Minister of the Interior
- In office 29 March 1993 – 11 May 1995
- Prime Minister: Édouard Balladur
- Preceded by: Paul Quilès
- Succeeded by: Jean-Louis Debré
- In office 20 March 1986 – 10 May 1988
- Prime Minister: Jacques Chirac
- Preceded by: Pierre Joxe
- Succeeded by: Pierre Joxe

Personal details
- Born: Charles Victor Pasqua 18 April 1927 Grasse, France
- Died: 29 June 2015 (aged 88) Suresnes, France
- Party: Rally for France (1999–2002)
- Other party: Rally of the French People (1947–1955); Union for the New Republic (1958–1968); Union of Democrats for the Republic (1968–1976); Rally for the Republic (1976–1999);
- Spouse: Jeanne Joly ​(m. 1947)​
- Children: 1

= Charles Pasqua =

French politician (1927–2015)

Charles Victor Pasqua (18 April 1927 – 29 June 2015) was a French businessman and Gaullist politician. He was Interior Minister from 1986 to 1988, under Jacques Chirac's cohabitation government, and also from 1993 to 1995, under the government of Edouard Balladur.

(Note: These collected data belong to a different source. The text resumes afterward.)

use super::{HoldStrategy, n_to_royal, positions_by_value, values_with_count};
use crate::core::{Hand, HoldMask, Suit, Value, VideoPokerError};
use crate::eval::{DeucesBonusCategory, DeucesBonusEvaluator, Evaluator};

/// Rule based play for deuces wild bonus. Deuces are always kept.
///
/// * Four deuces keep an ace kicker and throw any other kicker.
/// * Three deuces keep just the deuces.
/// * Two deuces keep two or more suited royal cards, but only when there
///   are at least three royal cards in the hand. Otherwise just the
///   deuces.
/// * One deuce throws a made straight or flush and keeps the deuce. Any
///   other made hand is kept whole, a single natural pair is kept with
///   the deuce.
/// * No deuces: keep made hands, then trips, then three or more suited
///   royal cards, then exactly one pair.
///
/// Pairs and trips prefer aces, then the lowest of 3s to 5s, then the
/// lowest of 6s to kings.
#[derive(Debug, Clone, Copy, Default)]
pub struct JRiffStrategy {
    evaluator: DeucesBonusEvaluator,
}

impl JRiffStrategy {
    pub fn new() -> Self {
        Self::default()
    }
}

/// Aces, then the lowest 3-5, then the lowest 6-K, then the lowest.
fn preferred(values: &[Value]) -> Option<Value> {
    if values.contains(&Value::Ace) {
        return Some(Value::Ace);
    }
    values
        .iter()
        .find(|v| (Value::Three..=Value::Five).contains(*v))
        .or_else(|| {
            values
                .iter()
                .find(|v| (Value::Six..=Value::King).contains(*v))
        })
        .or_else(|| values.first())
        .copied()
}

impl HoldStrategy for JRiffStrategy {
    fn choose_hold(&mut self, hand: &Hand) -> Result<HoldMask, VideoPokerError> {
        let deuces: Vec<usize> = positions(hand, |v| v == Value::Two);
        let category = self.evaluator.evaluate_hand(hand);

        match deuces.len() {
            4 => {
                let mut held = deuces;
                held.extend(positions(hand, |v| v == Value::Ace));
                HoldMask::from_indices(&held)
            }
            3 => HoldMask::from_indices(&deuces),
            2 => {
                let royals = positions(hand, Value::is_royal);
                if royals.len() >= 3 {
                    let suited = most_common_suit(hand, &royals);
                    if suited.len() >= 2 {
                        let mut held = deuces;
                        held.extend(suited);
                        return HoldMask::from_indices(&held);
                    }
                }
                HoldMask::from_indices(&deuces)
            }
            1 => {
                if matches!(
                    category,
                    DeucesBonusCategory::Straight | DeucesBonusCategory::Flush
                ) {
                    return HoldMask::from_indices(&deuces);
                }
                if category.is_made() {
                    return Ok(HoldMask::ALL);
                }

                let mut groups = positions_by_value(hand);
                groups.remove(&Value::Two);
                let pairs = values_with_count(&groups, 2);
                let mut held = deuces;
                if let [pair] = pairs.as_slice() {
                    held.extend(&groups[pair]);
                }
                HoldMask::from_indices(&held)
            }
            0 => {
                if category.is_made() {
                    return Ok(HoldMask::ALL);
                }

                let groups = positions_by_value(hand);
                if let Some(trips) = preferred(&values_with_count(&groups, 3)) {
                    return HoldMask::from_indices(&groups[&trips]);
                }
                if let Some(royals) = n_to_royal(hand, 3) {
                    return HoldMask::from_indices(&royals);
                }
                match preferred(&values_with_count(&groups, 2)) {
                    Some(pair) => HoldMask::from_indices(&groups[&pair]),
                    None => Ok(HoldMask::NONE),
                }
            }
            _ => Ok(HoldMask::ALL),
        }
    }
}

fn positions(hand: &Hand, keep: impl Fn(Value) -> bool) -> Vec<usize> {
    hand.cards()
        .iter()
        .enumerate()
        .filter(|(_, c)| keep(c.value))
        .map(|(i, _)| i)
        .collect()
}

/// The `of` positions sharing the best represented suit. The suit seen
/// first wins ties.
fn most_common_suit(hand: &Hand, of: &[usize]) -> Vec<usize> {
    let mut by_suit: Vec<(Suit, Vec<usize>)> = Vec::new();
    for &i in of {
        let suit = hand[i].suit;
        match by_suit.iter_mut().find(|(s, _)| *s == suit) {
            Some((_, idx)) => idx.push(i),
            None => by_suit.push((suit, vec![i])),
        }
    }

    let mut best: Vec<usize> = Vec::new();
    for (_, idx) in by_suit {
        if idx.len() > best.len() {
            best = idx;
        }
    }
    best
}

#[cfg(test)]
mod tests {
    use super::*;

    fn j_riff(hand: &str) -> Vec<usize> {
        let hand: Hand = hand.parse().unwrap();
        JRiffStrategy::new().choose_hold(&hand).unwrap().indices()
    }

    #[test]
    fn test_four_deuces_keep_only_an_ace_kicker() {
        assert_eq!(vec![0, 1, 2, 3, 4], j_riff("2C 2D 2H 2S AD"));
        assert_eq!(vec![0, 1, 2, 3], j_riff("2C 2D 2H 2S KD"));
        assert_eq!(vec![1, 2, 3, 4], j_riff("7C 2D 2H 2S 2C"));
    }

    #[test]
    fn test_three_deuces_keep_the_deuces() {
        assert_eq!(vec![0, 1, 2], j_riff("2C 2D 2H AS KS"));
        assert_eq!(vec![0, 1, 2], j_riff("2C 2D 2H 7S 7D"));
    }

    #[test]
    fn test_two_deuces() {
        assert_eq!(vec![0, 1], j_riff("2D 2S JD QH 8S"));
        assert_eq!(vec![0, 1, 2, 3], j_riff("2C 2D AH KH QS"));
        // Three royal cards, none suited.
        assert_eq!(vec![0, 1], j_riff("2C 2D AH KS QC"));
    }

    #[test]
    fn test_one_deuce() {
        // A straight or a flush throws everything but the deuce.
        assert_eq!(vec![0], j_riff("2C 3D 4H 5S 6D"));
        assert_eq!(vec![0], j_riff("2H 5H 8H JH 4H"));
        // Four of a kind is kept.
        assert_eq!(vec![0, 1, 2, 3, 4], j_riff("2C 9D 9H 9S KD"));
        // Deuce and a pair.
        assert_eq!(vec![0, 1, 2], j_riff("2C 9D 9H 4S KD"));
        assert_eq!(vec![0], j_riff("2C 5D 9H JS KD"));
    }

    #[test]
    fn test_no_deuces() {
        assert_eq!(vec![0, 1, 2, 3, 4], j_riff("TS JS QS KS AS"));
        assert_eq!(vec![0, 1, 2], j_riff("TD TC TH 7C QC"));
        assert_eq!(vec![0, 1, 2], j_riff("AC AD AH 7S 4D"));
        // Three to a royal beats a pair.
        assert_eq!(vec![0, 1, 2], j_riff("QH KH AH 9C 9S"));
        // Exactly one pair out of two pair.
        assert_eq!(vec![2, 3], j_riff("9C 9D 4H 4S KD"));
        assert_eq!(vec![0, 1], j_riff("AC AD 4H 4S KD"));
        assert_eq!(vec![2, 3], j_riff("9C 9D 7H 7S KD"));
        assert!(j_riff("3C 8D 9H JS KD").is_empty());
    }

    #[test]
    fn test_known_holds() {
        let cases: [(&str, &[usize]); 22] = [
            ("2C 2D 2H 2S AD", &[0, 1, 2, 3, 4]),
            ("2C 2D 2H 2S KD", &[0, 1, 2, 3]),
            ("2C 2D 2H AS KS", &[0, 1, 2]),
            ("2C 2D 2H TD JD", &[0, 1, 2]),
            ("2D 2S JD QH 8S", &[0, 1]),
            ("2H 2S AH KD 7D", &[0, 1]),
            // A wild royal is kept whole.
            ("2D JD QD KD AD", &[0, 1, 2, 3, 4]),
            ("2C 3D 4H 5S 6C", &[0]),
            ("2S 9D 9H KC 4C", &[0, 1, 2]),
            ("2S 9D TH KC 4C", &[0]),
            ("2S 9D 7D 8S 6D", &[0]),
            // Four to a flush plus the deuce is a flush, so only the deuce.
            ("2S 9D 7D 3D KD", &[0]),
            // Three to a royal beats a pair of jacks.
            ("AC JC QC TD JD", &[0, 1, 2]),
            ("AS AD 7C 4H 9D", &[0, 1]),
            ("5S 5D KC QH 9D", &[0, 1]),
            // One pair out of two pair.
            ("4S 4D 6C 6H 9D", &[0, 1]),
            ("JS JD 9C 9H 2D", &[0, 1, 2, 3, 4]),
            ("TS JS QS KS AS", &[0, 1, 2, 3, 4]),
            ("2S 3S 4S 5S 7S", &[0, 1, 2, 3, 4]),
            ("3D 4H 5S 6C 7D", &[0, 1, 2, 3, 4]),
            ("TD TC TH 7C QC", &[0, 1, 2]),
            ("9S 9D 9H AD KC", &[0, 1, 2]),
        ];
        for (hand, expected) in cases {
            assert_eq!(expected, j_riff(hand).as_slice(), "{hand}");
        }
    }

    #[test]
    fn test_preferred() {
        assert_eq!(
            Some(Value::Ace),
            preferred(&[Value::Three, Value::King, Value::Ace])
        );
        assert_eq!(Some(Value::Four), preferred(&[Value::Four, Value::Five]));
        assert_eq!(Some(Value::Six), preferred(&[Value::Six, Value::King]));
        assert_eq!(None, preferred(&[]));
    }
}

==Early life and family background==
Pasqua was born on 18 April 1927 in Grasse, Alpes-Maritimes. His paternal grandfather was a shepherd from Casevecchie, Corsica and he could speak Corsican fluently. As of 1987, his cousin served as the mayor of Casevecchie.

During World War II, Pasqua joined the French Resistance at the age of sixteen.

He subsequently received his Baccalauréat, followed by a degree in Law.

==Business career==
From 1952 to 1971 Pasqua worked for Ricard, a producer of alcoholic beverages (most notably pastis), starting as a salesman.

In 1971, he founded Euralim, also known as Europe-Alimentation, an importer of Americano, a cocktail made by the Italian company Gancia.

==Politics==
In 1947, Pasqua helped create the section of the Gaullist Party RPF movement for the Alpes-Maritimes. With Jacques Foccart and Achille Peretti, he was the co-founder of the Service d'Action Civique (SAC) in 1959 to counter the terrorist actions of the OAS during the Algerian War of Independence (1954–1962). The SAC would be charged with the underground actions of the Gaullist movement and participated in the organization of the 30 May 1968 Gaullist counter-demonstration.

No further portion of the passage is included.